Cancer can start at any place in the body. Cervical cancer starts in the cervix. It starts when cells in the cervix grow out of control and crowd out normal cells. This makes it hard for the body to work the way it should.

The American Cancer Society estimated 14,480 new cervical cancer cases and approximately 4,290 deaths from this disease during 2021.

January is Cervical Cancer Awareness Month and the 59th Medical Wing wants women to know that cervical cancer can often be found early, and sometimes even prevented, by having regular screening tests. If detected early, cervical cancer is one of the most successfully treatable cancers.

However, cervical cancer is still the fourth-leading cause of cancer death in women worldwide. Human papillomavirus, or HPV, is the main cause of cervical cancer and is most commonly passed from one person to another during sexual intercourse. 

Risk factors associated with cervical cancer include smoking; long-term use of birth control pills multiple sex partners, a family history of cervical cancer and other factors. HPV is often asymptomatic, therefore one can have it and not be aware of its presence. 

The two important screening tests for detection of and early intervention for cervical cancer are the Pap smear and HPV tests.  The Pap test looks for cell changes on the cervix that may become cervical cancer if not treated appropriately. The HPV test detects the HPV which causes cellular changes.

HPV is a common virus that can cause six types of cancer. While there is no treatment for HPV, there is a vaccine that can prevent it.

Parents of children between ages 9 and 12 should talk to their doctor about the HPV vaccine.
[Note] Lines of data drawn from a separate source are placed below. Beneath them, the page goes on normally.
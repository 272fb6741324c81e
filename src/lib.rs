//! マルチモーダル解析クライアント
//!
//! - `controller`: リクエストのライフサイクル（状態遷移）
//! - `analyzer`: 解析サービスとの通信
//! - `render`: 正規化済み結果の描画
//!
//! レスポンスの正規化そのものは `analyzer_common` にある。

pub mod analyzer;
pub mod cli;
pub mod config;
pub mod controller;
pub mod error;
pub mod input;
pub mod render;

pub use analyzer_common::{AnalysisInput, Attachment, NormalizedResult, RawResponse};
pub use controller::{ControllerSnapshot, RequestController, RequestPhase, SubmitOutcome};
//! 入力の組み立て

use crate::error::{AnalyzerError, Result};
use analyzer_common::{parse_raw_response, AnalysisInput, Attachment, RawResponse};
use std::path::Path;

/// 画像ファイルを読み込んで添付にする
pub fn read_attachment(path: &Path) -> Result<Attachment> {
    if !path.is_file() {
        return Err(AnalyzerError::FileNotFound(path.display().to_string()));
    }

    let bytes = std::fs::read(path)?;
    let file_name = path
        .file_name()
        .map(|n| n.to_string_lossy().to_string())
        .unwrap_or_default();

    Ok(Attachment::new(file_name, bytes))
}

/// CLI引数から入力を作る（検証はコントローラーが行う）
pub fn build_input(text: Option<String>, file: Option<&Path>) -> Result<AnalysisInput> {
    let input = AnalysisInput::new(text.unwrap_or_default());
    match file {
        Some(path) => Ok(input.with_attachment(read_attachment(path)?)),
        None => Ok(input),
    }
}

/// 保存済みの生レスポンスJSONを読み込む
pub fn read_raw_response(path: &Path) -> Result<RawResponse> {
    if !path.is_file() {
        return Err(AnalyzerError::FileNotFound(path.display().to_string()));
    }

    let content = std::fs::read_to_string(path)?;
    Ok(parse_raw_response(&content)?)
}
Vaccinating your child at the recommended ages can help keep them healthy well into adulthood and is the best way to prevent HPV cancers later in life.

It is important to consult with your doctor or health care provider about getting essential vaccines during the COVID-19 pandemic.

Women ages 21-29 should receive the Pap screening exam every three years unless more frequent screening is recommended. Women ages 30-65 should receive the Pap screening and the HPV test every five years unless more frequent screening is recommended.